(Data records Opens)

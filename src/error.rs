//! Error taxonomy for the protected-call path.
//!
//! # Categories
//! - `RateLimitExceeded`: back off and try again shortly
//! - `CircuitOpen`: service degraded, serve a fallback, do not spin
//! - `CredentialExhausted`: every credential revoked, needs an operator
//! - `Downstream`: the remote call itself failed, tagged by the adapter
//!
//! # Design Decisions
//! - Classification is structured ([`ErrorKind`]), produced by the adapter
//! - None of the primitives swallow errors; they observe and re-raise

use std::fmt;
use std::time::Duration;

use serde::{Deserialize, Serialize};
use thiserror::Error;

/// Category of a downstream failure, assigned by the call adapter.
#[derive(Debug, Clone, Copy, PartialEq, Eq, Hash, Serialize, Deserialize)]
#[serde(rename_all = "lowercase")]
pub enum ErrorKind {
    /// Quota exhausted or rate limited by the remote side.
    Quota,
    /// Credential reported as leaked or compromised.
    Leaked,
    /// Temporary failure (timeouts, 5xx, connection resets).
    Transient,
    /// Will not succeed on retry (bad request, auth misconfiguration).
    Fatal,
    /// Adapter could not tell.
    Unknown,
}

impl ErrorKind {
    pub const ALL: [ErrorKind; 5] = [
        ErrorKind::Quota,
        ErrorKind::Leaked,
        ErrorKind::Transient,
        ErrorKind::Fatal,
        ErrorKind::Unknown,
    ];

    /// Whether this kind should make the credential pool rotate or revoke.
    pub fn affects_credentials(self) -> bool {
        matches!(self, ErrorKind::Quota | ErrorKind::Leaked)
    }
}

impl fmt::Display for ErrorKind {
    fn fmt(&self, f: &mut fmt::Formatter<'_>) -> fmt::Result {
        let s = match self {
            ErrorKind::Quota => "quota",
            ErrorKind::Leaked => "leaked",
            ErrorKind::Transient => "transient",
            ErrorKind::Fatal => "fatal",
            ErrorKind::Unknown => "unknown",
        };
        f.write_str(s)
    }
}

/// Failure reported by a downstream call.
#[derive(Debug, Clone, PartialEq, Eq, Error)]
#[error("{kind} downstream error: {message}")]
pub struct DownstreamError {
    pub kind: ErrorKind,
    pub message: String,
    /// Transport status code when the adapter has one.
    pub status: Option<u16>,
}

impl DownstreamError {
    pub fn new(kind: ErrorKind, message: impl Into<String>) -> Self {
        Self {
            kind,
            message: message.into(),
            status: None,
        }
    }

    pub fn quota(message: impl Into<String>) -> Self {
        Self::new(ErrorKind::Quota, message)
    }

    pub fn leaked(message: impl Into<String>) -> Self {
        Self::new(ErrorKind::Leaked, message)
    }

    pub fn transient(message: impl Into<String>) -> Self {
        Self::new(ErrorKind::Transient, message)
    }

    pub fn fatal(message: impl Into<String>) -> Self {
        Self::new(ErrorKind::Fatal, message)
    }

    pub fn unknown(message: impl Into<String>) -> Self {
        Self::new(ErrorKind::Unknown, message)
    }

    /// Classify by HTTP status for adapters that speak HTTP.
    ///
    /// 429 is quota, 408 and 5xx are transient, other 4xx are fatal.
    pub fn from_status(status: u16, message: impl Into<String>) -> Self {
        let kind = match status {
            429 => ErrorKind::Quota,
            408 | 500..=599 => ErrorKind::Transient,
            400..=499 => ErrorKind::Fatal,
            _ => ErrorKind::Unknown,
        };
        Self {
            kind,
            message: message.into(),
            status: Some(status),
        }
    }

    pub fn kind(&self) -> ErrorKind {
        self.kind
    }
}

/// Call rejected because the breaker is open (or probing at capacity).
#[derive(Debug, Clone, PartialEq, Eq, Error)]
#[error("{}", self.describe())]
pub struct CircuitOpenError {
    pub name: String,
    pub retry_after: Duration,
    /// True when rejected because the half-open probe quota is taken.
    pub half_open: bool,
}

impl CircuitOpenError {
    fn describe(&self) -> String {
        if self.half_open {
            format!(
                "circuit breaker '{}' is half-open and testing recovery; retry shortly",
                self.name
            )
        } else {
            format!(
                "circuit breaker '{}' is open; retry in {:.0}s",
                self.name,
                self.retry_after.as_secs_f64()
            )
        }
    }
}

/// Every credential in the pool has been revoked.
#[derive(Debug, Clone, PartialEq, Eq, Error)]
#[error("no usable credentials remain ({revoked} revoked)")]
pub struct CredentialExhaustedError {
    pub revoked: usize,
}

/// Errors surfaced by the protected-call orchestrator.
#[derive(Debug, Clone, PartialEq, Eq, Error)]
pub enum GuardError {
    /// No rate-limit slot within the acquire timeout.
    #[error("rate limit exceeded for scope '{scope}'; retry in {:.1}s", .retry_after.as_secs_f64())]
    RateLimitExceeded { scope: String, retry_after: Duration },

    #[error(transparent)]
    CircuitOpen(#[from] CircuitOpenError),

    #[error(transparent)]
    CredentialExhausted(#[from] CredentialExhaustedError),

    #[error(transparent)]
    Downstream(#[from] DownstreamError),
}

impl GuardError {
    /// Downstream failure category, if this error came from the downstream call.
    pub fn failure_kind(&self) -> Option<ErrorKind> {
        match self {
            GuardError::Downstream(e) => Some(e.kind),
            _ => None,
        }
    }

    /// Whether the orchestrator may try again with the same or another credential.
    pub fn is_retryable(&self) -> bool {
        match self {
            GuardError::Downstream(e) => e.kind != ErrorKind::Fatal,
            _ => false,
        }
    }
}

/// Lets the circuit breaker tell downstream failures from pass-through errors.
pub trait FailureKind {
    /// `None` means "not a downstream failure": never counted by the breaker.
    fn failure_kind(&self) -> Option<ErrorKind>;
}

impl FailureKind for DownstreamError {
    fn failure_kind(&self) -> Option<ErrorKind> {
        Some(self.kind)
    }
}

impl FailureKind for GuardError {
    fn failure_kind(&self) -> Option<ErrorKind> {
        GuardError::failure_kind(self)
    }
}

/// Result alias for the orchestrator.
pub type GuardResult<T> = Result<T, GuardError>;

(Data records Closes)

* **Exercise directions**:
Word for word, give the records again.

* **Solution to this task**:
filename src/error.rs
//! Error taxonomy for the protected-call path.
//!
//! # Categories
//! - `RateLimitExceeded`: back off and try again shortly
//! - `CircuitOpen`: service degraded, serve a fallback, do not spin
//! - `CredentialExhausted`: every credential revoked, needs an operator
//! - `Downstream`: the remote call itself failed, tagged by the adapter
//!
//! # Design Decisions
//! - Classification is structured ([`ErrorKind`]), produced by the adapter
//! - None of the primitives swallow errors; they observe and re-raise

use std::fmt;
use std::time::Duration;

use serde::{Deserialize, Serialize};
use thiserror::Error;

/// Category of a downstream failure, assigned by the call adapter.
#[derive(Debug, Clone, Copy, PartialEq, Eq, Hash, Serialize, Deserialize)]
#[serde(rename_all = "lowercase")]
pub enum ErrorKind {
    /// Quota exhausted or rate limited by the remote side.
    Quota,
    /// Credential reported as leaked or compromised.
    Leaked,
    /// Temporary failure (timeouts, 5xx, connection resets).
    Transient,
    /// Will not succeed on retry (bad request, auth misconfiguration).
    Fatal,
    /// Adapter could not tell.
    Unknown,
}

impl ErrorKind {
    pub const ALL: [ErrorKind; 5] = [
        ErrorKind::Quota,
        ErrorKind::Leaked,
        ErrorKind::Transient,
        ErrorKind::Fatal,
        ErrorKind::Unknown,
    ];

    /// Whether this kind should make the credential pool rotate or revoke.
    pub fn affects_credentials(self) -> bool {
        matches!(self, ErrorKind::Quota | ErrorKind::Leaked)
    }
}

impl fmt::Display for ErrorKind {
    fn fmt(&self, f: &mut fmt::Formatter<'_>) -> fmt::Result {
        let s = match self {
            ErrorKind::Quota => "quota",
            ErrorKind::Leaked => "leaked",
            ErrorKind::Transient => "transient",
            ErrorKind::Fatal => "fatal",
            ErrorKind::Unknown => "unknown",
        };
        f.write_str(s)
    }
}

/// Failure reported by a downstream call.
#[derive(Debug, Clone, PartialEq, Eq, Error)]
#[error("{kind} downstream error: {message}")]
pub struct DownstreamError {
    pub kind: ErrorKind,
    pub message: String,
    /// Transport status code when the adapter has one.
    pub status: Option<u16>,
}

impl DownstreamError {
    pub fn new(kind: ErrorKind, message: impl Into<String>) -> Self {
        Self {
            kind,
            message: message.into(),
            status: None,
        }
    }

    pub fn quota(message: impl Into<String>) -> Self {
        Self::new(ErrorKind::Quota, message)
    }

    pub fn leaked(message: impl Into<String>) -> Self {
        Self::new(ErrorKind::Leaked, message)
    }

    pub fn transient(message: impl Into<String>) -> Self {
        Self::new(ErrorKind::Transient, message)
    }

    pub fn fatal(message: impl Into<String>) -> Self {
        Self::new(ErrorKind::Fatal, message)
    }

    pub fn unknown(message: impl Into<String>) -> Self {
        Self::new(ErrorKind::Unknown, message)
    }

    /// Classify by HTTP status for adapters that speak HTTP.
    ///
    /// 429 is quota, 408 and 5xx are transient, other 4xx are fatal.
    pub fn from_status(status: u16, message: impl Into<String>) -> Self {
        let kind = match status {
            429 => ErrorKind::Quota,
            408 | 500..=599 => ErrorKind::Transient,
            400..=499 => ErrorKind::Fatal,
            _ => ErrorKind::Unknown,
        };
        Self {
            kind,
            message: message.into(),
            status: Some(status),
        }
    }

    pub fn kind(&self) -> ErrorKind {
        self.kind
    }
}

/// Call rejected because the breaker is open (or probing at capacity).
#[derive(Debug, Clone, PartialEq, Eq, Error)]
#[error("{}", self.describe())]
pub struct CircuitOpenError {
    pub name: String,
    pub retry_after: Duration,
    /// True when rejected because the half-open probe quota is taken.
    pub half_open: bool,
}

impl CircuitOpenError {
    fn describe(&self) -> String {
        if self.half_open {
            format!(
                "circuit breaker '{}' is half-open and testing recovery; retry shortly",
                self.name
            )
        } else {
            format!(
                "circuit breaker '{}' is open; retry in {:.0}s",
                self.name,
                self.retry_after.as_secs_f64()
            )
        }
    }
}

/// Every credential in the pool has been revoked.
#[derive(Debug, Clone, PartialEq, Eq, Error)]
#[error("no usable credentials remain ({revoked} revoked)")]
pub struct CredentialExhaustedError {
    pub revoked: usize,
}

/// Errors surfaced by the protected-call orchestrator.
#[derive(Debug, Clone, PartialEq, Eq, Error)]
pub enum GuardError {
    /// No rate-limit slot within the acquire timeout.
    #[error("rate limit exceeded for scope '{scope}'; retry in {:.1}s", .retry_after.as_secs_f64())]
    RateLimitExceeded { scope: String, retry_after: Duration },

    #[error(transparent)]
    CircuitOpen(#[from] CircuitOpenError),

    #[error(transparent)]
    CredentialExhausted(#[from] CredentialExhaustedError),

    #[error(transparent)]
    Downstream(#[from] DownstreamError),
}

impl GuardError {
    /// Downstream failure category, if this error came from the downstream call.
    pub fn failure_kind(&self) -> Option<ErrorKind> {
        match self {
            GuardError::Downstream(e) => Some(e.kind),
            _ => None,
        }
    }

    /// Whether the orchestrator may try again with the same or another credential.
    pub fn is_retryable(&self) -> bool {
        match self {
            GuardError::Downstream(e) => e.kind != ErrorKind::Fatal,
            _ => false,
        }
    }
}

/// Lets the circuit breaker tell downstream failures from pass-through errors.
pub trait FailureKind {
    /// `None` means "not a downstream failure": never counted by the breaker.
    fn failure_kind(&self) -> Option<ErrorKind>;
}

impl FailureKind for DownstreamError {
    fn failure_kind(&self) -> Option<ErrorKind> {
        Some(self.kind)
    }
}

impl FailureKind for GuardError {
    fn failure_kind(&self) -> Option<ErrorKind> {
        GuardError::failure_kind(self)
    }
}

/// Result alias for the orchestrator.
pub type GuardResult<T> = Result<T, GuardError>;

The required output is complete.